▶ **Exercise**
Every line of the records below that has the word "many" should be copied.

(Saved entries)
:::

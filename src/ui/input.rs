//! Input plumbing: evdev and serial-console readers feeding a bounded key queue.

use evdev::{InputEventKind, Key, RelativeAxisType};

use std::collections::{HashSet, VecDeque};
use std::io::{self, BufRead};
use std::sync::{Condvar, Mutex, MutexGuard, PoisonError, Weak};
use std::thread;

/// Presses beyond this many unread ones are dropped
pub const KEY_QUEUE_MAX: usize = 256;

/// How far the trackball must roll before it counts as a key press
const TRACKBALL_THRESHOLD: i32 = 3;

/// Something that wants key events; implemented by the console display.
pub trait KeySink: Send + Sync {
    /// `value` is 1 for press, 0 for release, 2 for autorepeat. Synthetic events (trackball
    /// motion, serial console) have no matching release.
    fn key_event(&self, code: u16, value: i32, synthetic: bool);
}

#[derive(Debug, Default)]
struct KeyState {
    queue: VecDeque<u16>,
    held: HashSet<u16>,
}

/// Key presses waiting to be read, plus which keys are currently held down
#[derive(Debug, Default)]
pub struct KeyQueue {
    state: Mutex<KeyState>,
    cond: Condvar,
}

impl KeyQueue {
    fn lock(&self) -> MutexGuard<'_, KeyState> {
        self.state.lock().unwrap_or_else(PoisonError::into_inner)
    }

    /// Record an event, returning whether it was a press that got queued.
    pub fn push(&self, code: u16, value: i32, synthetic: bool) -> bool {
        let mut state = self.lock();
        if !synthetic {
            if value != 0 {
                state.held.insert(code);
            } else {
                state.held.remove(&code);
            }
        }

        if value > 0 && state.queue.len() < KEY_QUEUE_MAX {
            state.queue.push_back(code);
            self.cond.notify_one();
            true
        } else {
            false
        }
    }

    /// Block until a key is pressed
    pub fn wait_key(&self) -> u16 {
        let mut state = self.lock();
        loop {
            if let Some(code) = state.queue.pop_front() {
                return code;
            }
            state = self.cond.wait(state).unwrap_or_else(PoisonError::into_inner);
        }
    }

    pub fn clear(&self) {
        self.lock().queue.clear();
    }

    pub fn is_held(&self, code: u16) -> bool {
        self.lock().held.contains(&code)
    }
}

/// Turns raw evdev events into key events, folding trackball motion into up/down presses.
#[derive(Debug, Default)]
pub struct EventTranslator {
    rel_sum: i32,
}

impl EventTranslator {
    /// Returns `(code, value, synthetic)` for events that should reach the key queue
    pub fn translate(&mut self, kind: InputEventKind, value: i32) -> Option<(u16, i32, bool)> {
        match kind {
            InputEventKind::Synchronization(_) => None,
            InputEventKind::RelAxis(RelativeAxisType::REL_Y) => {
                self.rel_sum += value;
                let key = if self.rel_sum > TRACKBALL_THRESHOLD {
                    Key::KEY_DOWN
                } else if self.rel_sum < -TRACKBALL_THRESHOLD {
                    Key::KEY_UP
                } else {
                    return None;
                };
                self.rel_sum = 0;
                Some((key.code(), 1, true))
            }
            InputEventKind::RelAxis(_) => None,
            InputEventKind::Key(key) => {
                self.rel_sum = 0;
                Some((key.code(), value, false))
            }
            _ => {
                self.rel_sum = 0;
                None
            }
        }
    }
}

/// Open every input device and start a reader thread for each. Returns how many were opened.
pub fn spawn_evdev_readers(sink: Weak<dyn KeySink>) -> usize {
    let mut count = 0;
    for (path, mut device) in evdev::enumerate() {
        log::debug!(
            "reading input from {} ({})",
            path.display(),
            device.name().unwrap_or("unnamed")
        );

        let sink = sink.clone();
        thread::spawn(move || {
            let mut translator = EventTranslator::default();
            loop {
                let events: Vec<_> = match device.fetch_events() {
                    Ok(events) => events.collect(),
                    Err(e) => {
                        log::warn!("input device {} failed: {e}", path.display());
                        return;
                    }
                };

                let Some(sink) = sink.upgrade() else { return };
                for event in events {
                    if let Some((code, value, synthetic)) =
                        translator.translate(event.kind(), event.value())
                    {
                        sink.key_event(code, value, synthetic);
                    }
                }
            }
        });
        count += 1;
    }
    count
}

/// Keys typed on a line-buffered serial console. An empty line selects; otherwise each
/// character (or arrow-key escape) is one press.
pub fn keys_for_line(line: &str) -> Vec<Key> {
    let line = line.trim_end_matches(['\r', '\n']);
    if line.is_empty() {
        return vec![Key::KEY_ENTER];
    }

    let mut keys = Vec::new();
    let mut chars = line.chars();
    while let Some(c) = chars.next() {
        let key = match c {
            '\x1b' => match (chars.next(), chars.next()) {
                (Some('['), Some('A')) => Key::KEY_UP,
                (Some('['), Some('B')) => Key::KEY_DOWN,
                (Some('['), Some('C')) => Key::KEY_ENTER,
                (Some('['), Some('D')) => Key::KEY_BACKSPACE,
                _ => continue,
            },
            'k' | 'w' => Key::KEY_UP,
            'j' | 's' => Key::KEY_DOWN,
            'q' | '\x7f' | '\x08' => Key::KEY_BACKSPACE,
            't' => Key::KEY_HOME,
            ' ' => Key::KEY_SPACE,
            _ => continue,
        };
        keys.push(key);
    }
    keys
}

/// Read keys from stdin, for consoles without a keypad
pub fn spawn_stdin_reader(sink: Weak<dyn KeySink>) {
    thread::spawn(move || {
        let stdin = io::stdin();
        for line in stdin.lock().lines() {
            let Ok(line) = line else { return };
            let Some(sink) = sink.upgrade() else { return };
            for key in keys_for_line(&line) {
                sink.key_event(key.code(), 1, true);
            }
        }
    });
}

#[test]
fn test_key_queue() {
    let queue = KeyQueue::default();
    let space = Key::KEY_SPACE.code();

    assert!(queue.push(space, 1, false));
    assert!(queue.is_held(space));
    assert!(!queue.push(space, 0, false));
    assert!(!queue.is_held(space));

    // Synthetic presses are queued but never held
    assert!(queue.push(Key::KEY_DOWN.code(), 1, true));
    assert!(!queue.is_held(Key::KEY_DOWN.code()));

    assert_eq!(queue.wait_key(), space);
    assert_eq!(queue.wait_key(), Key::KEY_DOWN.code());

    for _ in 0..KEY_QUEUE_MAX {
        assert!(queue.push(space, 1, true));
    }
    assert!(!queue.push(space, 1, true));
    queue.clear();
    assert!(queue.push(Key::KEY_ENTER.code(), 1, true));
    assert_eq!(queue.wait_key(), Key::KEY_ENTER.code());
}

#[test]
fn test_wait_key_blocks_until_push() {
    use std::sync::Arc;

    let queue = Arc::new(KeyQueue::default());
    let waiter = {
        let queue = queue.clone();
        thread::spawn(move || queue.wait_key())
    };
    queue.push(Key::KEY_UP.code(), 1, false);
    assert_eq!(waiter.join().unwrap(), Key::KEY_UP.code());
}

#[test]
fn test_trackball_threshold() {
    let mut translator = EventTranslator::default();
    let rel_y = InputEventKind::RelAxis(RelativeAxisType::REL_Y);

    assert_eq!(translator.translate(rel_y, 2), None);
    assert_eq!(translator.translate(rel_y, 1), None);
    assert_eq!(
        translator.translate(rel_y, 1),
        Some((Key::KEY_DOWN.code(), 1, true))
    );

    assert_eq!(translator.translate(rel_y, -3), None);
    // A key event in between discards the accumulated motion
    assert_eq!(
        translator.translate(InputEventKind::Key(Key::KEY_ENTER), 1),
        Some((Key::KEY_ENTER.code(), 1, false))
    );
    assert_eq!(translator.translate(rel_y, -3), None);
    assert_eq!(
        translator.translate(rel_y, -1),
        Some((Key::KEY_UP.code(), 1, true))
    );
}

#[test]
fn test_keys_for_line() {
    assert_eq!(keys_for_line("\n"), [Key::KEY_ENTER]);
    assert_eq!(keys_for_line("jj"), [Key::KEY_DOWN, Key::KEY_DOWN]);
    assert_eq!(
        keys_for_line("\x1b[A\x1b[Dx"),
        [Key::KEY_UP, Key::KEY_BACKSPACE]
    );
    assert_eq!(keys_for_line("t"), [Key::KEY_HOME]);
}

:::

▶ **Solved exercise**
/// Presses beyond this many unread ones are dropped
/// Open every input device and start a reader thread for each. Returns how many were opened.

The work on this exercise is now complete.